Рисовать = обладать

Как Алекс Хаткевич избежал смертной казни и попал в психиатрическую больницу, где стал рисовать картины — а журналист Иван Козлов рассказал его историю
Текст «Сорок четыре солнца» в июне 2022 года совместно опубликовали издания «Новая вкладка» и «Звезда». Это история Алекса Хаткевича — рижанина, которого в конце 1980-х годов поместили на принудительное лечение в психиатрическую больницу, и там он стал рисовать. Его картины стоят тысячи евро и попадают на выставки и в частные коллекции по всему миру. После перенесенного ковида Хаткевич лишился ноги, и его перевели на более мягкий режим.
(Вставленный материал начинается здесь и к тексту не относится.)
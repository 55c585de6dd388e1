use broker_server::api;
use broker_server::config::Config;
use broker_server::state::AppState;

type BoxError = Box<dyn std::error::Error + Send + Sync>;

#[tokio::main]
async fn main() -> Result<(), BoxError> {
    // Load .env file
    let _ = dotenvy::dotenv();

    // Initialize tracing
    tracing_subscriber::fmt()
        .with_env_filter(
            tracing_subscriber::EnvFilter::try_from_default_env()
                .unwrap_or_else(|_| "broker_server=info,tower_http=info".into()),
        )
        .init();

    let config = Config::from_env()?;

    tracing::info!("Starting broker-server (env: {})", config.environment);

    let state = AppState::new(&config).await?;
    let app = api::create_router(state);

    let addr = format!("0.0.0.0:{}", config.http_port);
    let listener = tokio::net::TcpListener::bind(&addr).await?;
    tracing::info!("broker-server listening on {addr}");

    axum::serve(listener, app).await?;

    Ok(())
}
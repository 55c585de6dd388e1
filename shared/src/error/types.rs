//! Error types and API response structures

use super::codes::ErrorCode;
use http::StatusCode;
use serde::{Deserialize, Serialize};
use serde_json::Value;
use std::collections::HashMap;
use thiserror::Error;

/// Application error with structured error code and details
#[derive(Debug, Clone, Error)]
#[error("{message}")]
pub struct AppError {
    /// The error code identifying the type of error
    pub code: ErrorCode,
    /// Human-readable error message
    pub message: String,
    /// Optional additional details (field-level errors, context, etc.)
    pub details: Option<HashMap<String, Value>>,
}

impl AppError {
    /// Create a new error with the default message for the error code
    pub fn new(code: ErrorCode) -> Self {
        Self {
            message: code.message().to_string(),
            code,
            details: None,
        }
    }

    /// Create a new error with a custom message
    pub fn with_message(code: ErrorCode, message: impl Into<String>) -> Self {
        Self {
            code,
            message: message.into(),
            details: None,
        }
    }

    /// Add a detail entry to this error
    pub fn with_detail(mut self, key: impl Into<String>, value: impl Into<Value>) -> Self {
        self.details
            .get_or_insert_with(HashMap::new)
            .insert(key.into(), value.into());
        self
    }

    /// Get the HTTP status code for this error
    pub fn http_status(&self) -> StatusCode {
        self.code.http_status()
    }

    // ==================== Convenience constructors ====================

    /// Validation error
    pub fn validation(msg: impl Into<String>) -> Self {
        Self::with_message(ErrorCode::ValidationFailed, msg)
    }

    /// Not found error, tagged with the missing resource
    pub fn not_found(resource: impl Into<String>) -> Self {
        let r = resource.into();
        Self::with_message(ErrorCode::NotFound, format!("{r} not found")).with_detail("resource", r)
    }

    /// Conflict error
    pub fn conflict(msg: impl Into<String>) -> Self {
        Self::with_message(ErrorCode::AlreadyExists, msg)
    }

    /// Not authenticated
    pub fn unauthorized() -> Self {
        Self::new(ErrorCode::NotAuthenticated)
    }

    /// Permission denied
    pub fn forbidden(msg: impl Into<String>) -> Self {
        Self::with_message(ErrorCode::PermissionDenied, msg)
    }

    /// Internal error
    pub fn internal(msg: impl Into<String>) -> Self {
        Self::with_message(ErrorCode::InternalError, msg)
    }

    /// Database error
    pub fn database(msg: impl Into<String>) -> Self {
        Self::with_message(ErrorCode::DatabaseError, msg)
    }

    /// Persistence unreachable; the caller may retry
    pub fn unavailable(msg: impl Into<String>) -> Self {
        Self::with_message(ErrorCode::Unavailable, msg)
    }
}

/// Unified API response format
#[derive(Debug, Serialize, Deserialize)]
pub struct ApiResponse<T> {
    pub code: u16,
    pub message: String,
    #[serde(skip_serializing_if = "Option::is_none")]
    pub data: Option<T>,
    #[serde(skip_serializing_if = "Option::is_none")]
    pub details: Option<HashMap<String, Value>>,
}

impl<T: Serialize> ApiResponse<T> {
    /// Successful response wrapping data
    pub fn ok(data: T) -> Self {
        Self {
            code: ErrorCode::Success.into(),
            message: ErrorCode::Success.message().to_string(),
            data: Some(data),
            details: None,
        }
    }
}

impl ApiResponse<()> {
    /// Error response from an [`AppError`]
    pub fn error(err: &AppError) -> Self {
        Self {
            code: err.code.into(),
            message: err.message.clone(),
            data: None,
            details: err.details.clone(),
        }
    }
}

#[cfg(test)]
mod tests {
    use super::*;

    #[test]
    fn error_response_carries_code_and_details() {
        let err = AppError::new(ErrorCode::SupplierNotFound).with_detail("supplier_id", 7);
        let resp = ApiResponse::error(&err);
        assert_eq!(resp.code, u16::from(ErrorCode::SupplierNotFound));
        assert_eq!(resp.details.unwrap()["supplier_id"], 7);
    }

    #[test]
    fn ok_response_wraps_data() {
        let resp = ApiResponse::ok(vec![1, 2, 3]);
        assert_eq!(resp.code, 0);
        assert_eq!(resp.data.unwrap(), vec![1, 2, 3]);
        let json = serde_json::to_value(ApiResponse::ok("x")).unwrap();
        assert!(json.get("details").is_none());
    }
}
//! Confirmation ledger queries.
//!
//! The ledger is append-only: rows are inserted by supplier commits and by
//! the admin's forward action; only the terminal `completed` status is ever
//! written afterward.

use shared::error::AppError;
use shared::models::{Confirmation, ConfirmationStatus, OrderKind, OrderRef};
use sqlx::SqlitePool;

#[derive(Debug, sqlx::FromRow)]
pub struct ConfirmationRow {
    pub id: i64,
    pub submission_id: i64,
    pub order_kind: String,
    pub order_id: i64,
    pub order_no: Option<String>,
    pub supplier_id: i64,
    pub supplier_company: String,
    pub driver_name: String,
    pub driver_mobile: String,
    pub vehicle_number: String,
    pub vehicle_type: String,
    pub load_type: String,
    pub tonnage: f64,
    pub origin: String,
    pub destination: String,
    pub required_date: String,
    pub forwarded_to_buyer: bool,
    pub buyer_id: Option<i64>,
    pub status: String,
    pub created_at: i64,
}

impl ConfirmationRow {
    pub fn order_ref(&self) -> Result<OrderRef, AppError> {
        let kind: OrderKind = self
            .order_kind
            .parse()
            .map_err(|e: String| AppError::internal(format!("corrupt order kind: {e}")))?;
        Ok(OrderRef {
            kind,
            id: self.order_id,
        })
    }

    pub fn into_model(self) -> Result<Confirmation, AppError> {
        let order = self.order_ref()?;
        let status: ConfirmationStatus = self
            .status
            .parse()
            .map_err(|e: String| AppError::internal(format!("corrupt confirmation status: {e}")))?;
        Ok(Confirmation {
            id: self.id,
            submission_id: self.submission_id,
            order,
            order_no: self.order_no,
            supplier_id: self.supplier_id,
            supplier_company: self.supplier_company,
            driver_name: self.driver_name,
            driver_mobile: self.driver_mobile,
            vehicle_number: self.vehicle_number,
            vehicle_type: self.vehicle_type,
            load_type: self.load_type,
            tonnage: self.tonnage,
            origin: self.origin,
            destination: self.destination,
            required_date: self.required_date,
            forwarded_to_buyer: self.forwarded_to_buyer,
            buyer_id: self.buyer_id,
            status,
            created_at: self.created_at,
        })
    }
}

pub async fn by_id(pool: &SqlitePool, id: i64) -> Result<Option<ConfirmationRow>, sqlx::Error> {
    sqlx::query_as("SELECT * FROM confirmations WHERE id = ?1")
        .bind(id)
        .fetch_optional(pool)
        .await
}

pub async fn list_for_order(
    pool: &SqlitePool,
    order: OrderRef,
) -> Result<Vec<ConfirmationRow>, sqlx::Error> {
    sqlx::query_as(
        "SELECT * FROM confirmations WHERE order_kind = ?1 AND order_id = ?2 ORDER BY created_at",
    )
    .bind(order.kind.as_str())
    .bind(order.id)
    .fetch_all(pool)
    .await
}

/// The buyer-visible entry for an order, if the admin has forwarded one.
pub async fn forwarded_for_order(
    pool: &SqlitePool,
    order: OrderRef,
) -> Result<Option<ConfirmationRow>, sqlx::Error> {
    sqlx::query_as(
        "SELECT * FROM confirmations
         WHERE order_kind = ?1 AND order_id = ?2 AND forwarded_to_buyer = 1",
    )
    .bind(order.kind.as_str())
    .bind(order.id)
    .fetch_optional(pool)
    .await
}

/// Whether a forwarded entry references the submission (blocks withdraw).
pub async fn forwarded_for_submission(
    pool: &SqlitePool,
    submission_id: i64,
) -> Result<bool, sqlx::Error> {
    let row: Option<(i64,)> = sqlx::query_as(
        "SELECT 1 FROM confirmations WHERE submission_id = ?1 AND forwarded_to_buyer = 1 LIMIT 1",
    )
    .bind(submission_id)
    .fetch_optional(pool)
    .await?;
    Ok(row.is_some())
}

/// Whether any ledger entry still references the order (used by delete refusal).
pub async fn any_for_order(pool: &SqlitePool, order: OrderRef) -> Result<bool, sqlx::Error> {
    let row: Option<(i64,)> = sqlx::query_as(
        "SELECT 1 FROM confirmations WHERE order_kind = ?1 AND order_id = ?2 LIMIT 1",
    )
    .bind(order.kind.as_str())
    .bind(order.id)
    .fetch_optional(pool)
    .await?;
    Ok(row.is_some())
}

/// Entries a buyer is allowed to see: forwarded copies addressed to them.
pub async fn list_for_buyer(
    pool: &SqlitePool,
    buyer_id: i64,
) -> Result<Vec<ConfirmationRow>, sqlx::Error> {
    sqlx::query_as(
        "SELECT * FROM confirmations
         WHERE buyer_id = ?1 AND forwarded_to_buyer = 1 ORDER BY created_at DESC",
    )
    .bind(buyer_id)
    .fetch_all(pool)
    .await
}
Там он рисовать перестал. «Докдрама» публикует пересказ материала и беседу с его автором Иваном Козловым о том, как Иван этот текст делал.

Журналист или пиар-менеджер

В 2011 году преподавательницу художественной школы в Калининградской области Александру Мигунову-Тиханюк пригласили в город Черняховск на конференцию, посвященную детским рисункам. Мероприятие не предвещало ничего особенного — обычно на таких событиях большинство работ подготовлены к разным школьным конкурсам, во многих чувствуется рука преподавателя.
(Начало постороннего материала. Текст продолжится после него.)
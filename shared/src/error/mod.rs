//! Unified error system for the freight broker
//!
//! - [`ErrorCode`]: standardized error codes for all failure classes
//! - [`AppError`]: rich error type with codes, messages, and details
//! - [`ApiResponse`]: unified API response format
//!
//! # Error Code Ranges
//!
//! - 0xxx: General errors
//! - 1xxx: Authentication errors
//! - 2xxx: Permission errors
//! - 4xxx: Order errors
//! - 5xxx: Submission errors
//! - 6xxx: Confirmation / forwarding errors
//! - 9xxx: System errors

mod codes;
mod http;
mod types;

pub use codes::ErrorCode;
pub use types::{ApiResponse, AppError};
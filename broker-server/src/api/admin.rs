//! Admin endpoints: manual orders, assignment, broadcast, forwarding,
//! completion and deletion.

use axum::{
    extract::{Path, State},
    Extension, Json,
};
use serde::Deserialize;
use shared::models::{Confirmation, ManualOrder, Submission};
use validator::Validate;

use crate::auth::Identity;
use crate::db;
use crate::error::db_err;
use crate::state::AppState;
use crate::workflow::{forwarding, orders, submissions};

use super::orders::CreateOrderPayload;
use super::{parse_order_ref, ApiResult};

#[derive(Debug, Deserialize)]
pub struct AdminCreatePayload {
    #[serde(flatten)]
    pub order: CreateOrderPayload,
    pub assigned_supplier_id: Option<i64>,
}

/// POST /api/admin/orders
pub async fn create_order(
    State(state): State<AppState>,
    Extension(identity): Extension<Identity>,
    Json(payload): Json<AdminCreatePayload>,
) -> ApiResult<ManualOrder> {
    identity.require_admin()?;
    payload
        .order
        .validate()
        .map_err(|e| shared::error::AppError::validation(e.to_string()))?;

    let order = orders::admin_create(
        &state.pool,
        state.notifier.as_ref(),
        identity.subject_id,
        payload.order.into_draft(),
        payload.assigned_supplier_id,
    )
    .await?;
    Ok(Json(order))
}

#[derive(Debug, Deserialize)]
pub struct SupplierIdsPayload {
    pub supplier_ids: Vec<i64>,
}

/// POST /api/admin/orders/:kind/:id/assign
pub async fn assign_order(
    State(state): State<AppState>,
    Extension(identity): Extension<Identity>,
    Path((kind, id)): Path<(String, i64)>,
    Json(payload): Json<SupplierIdsPayload>,
) -> ApiResult<serde_json::Value> {
    identity.require_admin()?;
    let order = parse_order_ref(&kind, id)?;

    let offered = orders::assign(
        &state.pool,
        state.notifier.as_ref(),
        order,
        &payload.supplier_ids,
    )
    .await?;
    Ok(Json(serde_json::json!({ "offered": offered })))
}

/// POST /api/admin/orders/:kind/:id/broadcast
///
/// Widens the supplier pool on an order that already left `assigned`.
pub async fn broadcast_order(
    State(state): State<AppState>,
    Extension(identity): Extension<Identity>,
    Path((kind, id)): Path<(String, i64)>,
    Json(payload): Json<SupplierIdsPayload>,
) -> ApiResult<serde_json::Value> {
    identity.require_admin()?;
    let order = parse_order_ref(&kind, id)?;

    let offered = submissions::broadcast(
        &state.pool,
        state.notifier.as_ref(),
        order,
        &payload.supplier_ids,
    )
    .await?;
    Ok(Json(serde_json::json!({ "offered": offered })))
}

/// POST /api/admin/orders/:kind/:id/cancel
pub async fn cancel_order(
    State(state): State<AppState>,
    Extension(identity): Extension<Identity>,
    Path((kind, id)): Path<(String, i64)>,
) -> ApiResult<serde_json::Value> {
    identity.require_admin()?;
    let order = parse_order_ref(&kind, id)?;

    orders::cancel(&state.pool, state.notifier.as_ref(), order).await?;
    Ok(Json(serde_json::json!({ "cancelled": true })))
}

/// POST /api/admin/orders/:kind/:id/reject
pub async fn reject_order(
    State(state): State<AppState>,
    Extension(identity): Extension<Identity>,
    Path((kind, id)): Path<(String, i64)>,
) -> ApiResult<serde_json::Value> {
    identity.require_admin()?;
    let order = parse_order_ref(&kind, id)?;

    orders::reject(&state.pool, state.notifier.as_ref(), order).await?;
    Ok(Json(serde_json::json!({ "rejected": true })))
}

/// POST /api/admin/orders/:kind/:id/complete
pub async fn complete_order(
    State(state): State<AppState>,
    Extension(identity): Extension<Identity>,
    Path((kind, id)): Path<(String, i64)>,
) -> ApiResult<serde_json::Value> {
    identity.require_admin()?;
    let order = parse_order_ref(&kind, id)?;

    forwarding::complete(&state.pool, state.notifier.as_ref(), order).await?;
    Ok(Json(serde_json::json!({ "completed": true })))
}

/// DELETE /api/admin/orders/:kind/:id
pub async fn delete_order(
    State(state): State<AppState>,
    Extension(identity): Extension<Identity>,
    Path((kind, id)): Path<(String, i64)>,
) -> ApiResult<serde_json::Value> {
    identity.require_admin()?;
    let order = parse_order_ref(&kind, id)?;

    orders::delete(&state.pool, order).await?;
    Ok(Json(serde_json::json!({ "deleted": true })))
}

/// GET /api/admin/orders/:kind/:id/submissions
pub async fn list_order_submissions(
    State(state): State<AppState>,
    Extension(identity): Extension<Identity>,
    Path((kind, id)): Path<(String, i64)>,
) -> ApiResult<Vec<Submission>> {
    identity.require_admin()?;
    let order = parse_order_ref(&kind, id)?;

    let rows = db::submissions::list_for_order(&state.pool, order)
        .await
        .map_err(db_err)?;
    let items = rows
        .into_iter()
        .map(|r| r.into_model())
        .collect::<Result<Vec<_>, _>>()?;
    Ok(Json(items))
}

/// GET /api/admin/orders/:kind/:id/confirmations
pub async fn list_order_confirmations(
    State(state): State<AppState>,
    Extension(identity): Extension<Identity>,
    Path((kind, id)): Path<(String, i64)>,
) -> ApiResult<Vec<Confirmation>> {
    identity.require_admin()?;
    let order = parse_order_ref(&kind, id)?;

    let rows = db::confirmations::list_for_order(&state.pool, order)
        .await
        .map_err(db_err)?;
    let items = rows
        .into_iter()
        .map(|r| r.into_model())
        .collect::<Result<Vec<_>, _>>()?;
    Ok(Json(items))
}

#[derive(Debug, Deserialize)]
pub struct ForwardPayload {
    pub buyer_id: i64,
}

/// POST /api/admin/confirmations/:id/forward
pub async fn forward_confirmation(
    State(state): State<AppState>,
    Extension(identity): Extension<Identity>,
    Path(id): Path<i64>,
    Json(payload): Json<ForwardPayload>,
) -> ApiResult<Confirmation> {
    identity.require_admin()?;

    let forwarded = forwarding::forward_to_buyer(
        &state.pool,
        state.notifier.as_ref(),
        id,
        payload.buyer_id,
    )
    .await?;
    Ok(Json(forwarded))
}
Александра другого и не ожидала. Но две работы приковали ее внимание, потому что сильно выбивались из общего ряда.

Обе работы принес школьный преподаватель, который кроме школы работал в психиатрической лечебнице Черняховска. Там он занимался с пациентами чем-то вроде арт-терапии. И эти работы принадлежали одному из пациентов больницы — Алексу Хаткевичу.
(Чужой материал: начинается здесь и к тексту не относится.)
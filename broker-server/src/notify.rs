//! Notification fan-out
//!
//! The workflow engine talks to an injected [`NotificationSink`] so tests can
//! substitute a recording fake. Delivery is best-effort: a sink failure is
//! logged and swallowed, never surfaced as the triggering operation's
//! failure.

use async_trait::async_trait;
use shared::models::{NotificationRequest, NotifyPriority, OrderRef, Role};
use sqlx::SqlitePool;

use crate::db;

pub type BoxError = Box<dyn std::error::Error + Send + Sync>;

/// Side-channel accepting role-scoped inbox writes.
#[async_trait]
pub trait NotificationSink: Send + Sync {
    async fn deliver(&self, req: NotificationRequest) -> Result<(), BoxError>;
}

/// Default sink: writes inbox rows to the notifications table.
pub struct DbNotificationSink {
    pool: SqlitePool,
}

impl DbNotificationSink {
    pub fn new(pool: SqlitePool) -> Self {
        Self { pool }
    }
}

#[async_trait]
impl NotificationSink for DbNotificationSink {
    async fn deliver(&self, req: NotificationRequest) -> Result<(), BoxError> {
        db::notifications::insert(&self.pool, &req).await?;
        Ok(())
    }
}

/// Fire-and-forget delivery. Runs after the workflow transaction committed.
pub async fn fan_out(sink: &dyn NotificationSink, req: NotificationRequest) {
    let kind = req.kind.clone();
    if let Err(e) = sink.deliver(req).await {
        tracing::warn!(kind = %kind, error = %e, "notification fan-out failed");
    }
}

/// Recipient id for the shared admin inbox. Admin notifications are not
/// addressed to one operator.
pub const ADMIN_INBOX: i64 = 0;

/// Shorthand constructor used by the workflow modules.
pub fn request(
    role: Role,
    recipient_id: i64,
    kind: &str,
    title: impl Into<String>,
    message: impl Into<String>,
    priority: NotifyPriority,
    order: Option<OrderRef>,
) -> NotificationRequest {
    NotificationRequest {
        role,
        recipient_id,
        kind: kind.to_string(),
        title: title.into(),
        message: message.into(),
        category: "order".to_string(),
        priority,
        order_kind: order.map(|o| o.kind),
        order_id: order.map(|o| o.id),
    }
}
Впоследствии Александра вернулась в Черняховск. Ей повезло — главврач больницы, где находился Хаткевич, пустил ее в мастерские, в которых пациенты занимались творчеством. Потом Могунова-Тиханюк встретилась и с самим Алексом.

 — Ваня, как ты нашел эту тему?

 — Думать мне особо не приходилось, потому что аутсайдерское искусство — одна из главных сфер моего интереса за последние десять лет. Поскольку какие-то открытия, новые имена в отечественном аутсайдер-арте встречаются довольно редко, то каждое привлекает внимание.

Мне хотелось, чтобы эта история вышла за пределы узкого специализированного пространства. До сих пор про Хаткевича писали только специальные художественные издания, которые фокусировались на его искусстве, но не на его личности, его судьбе.

— Как ты определяешь фокус твоего текста? Этот фокус на творчестве Хаткевича, его личной жизни или вообще на Александре Мигуновой-Тиханюк?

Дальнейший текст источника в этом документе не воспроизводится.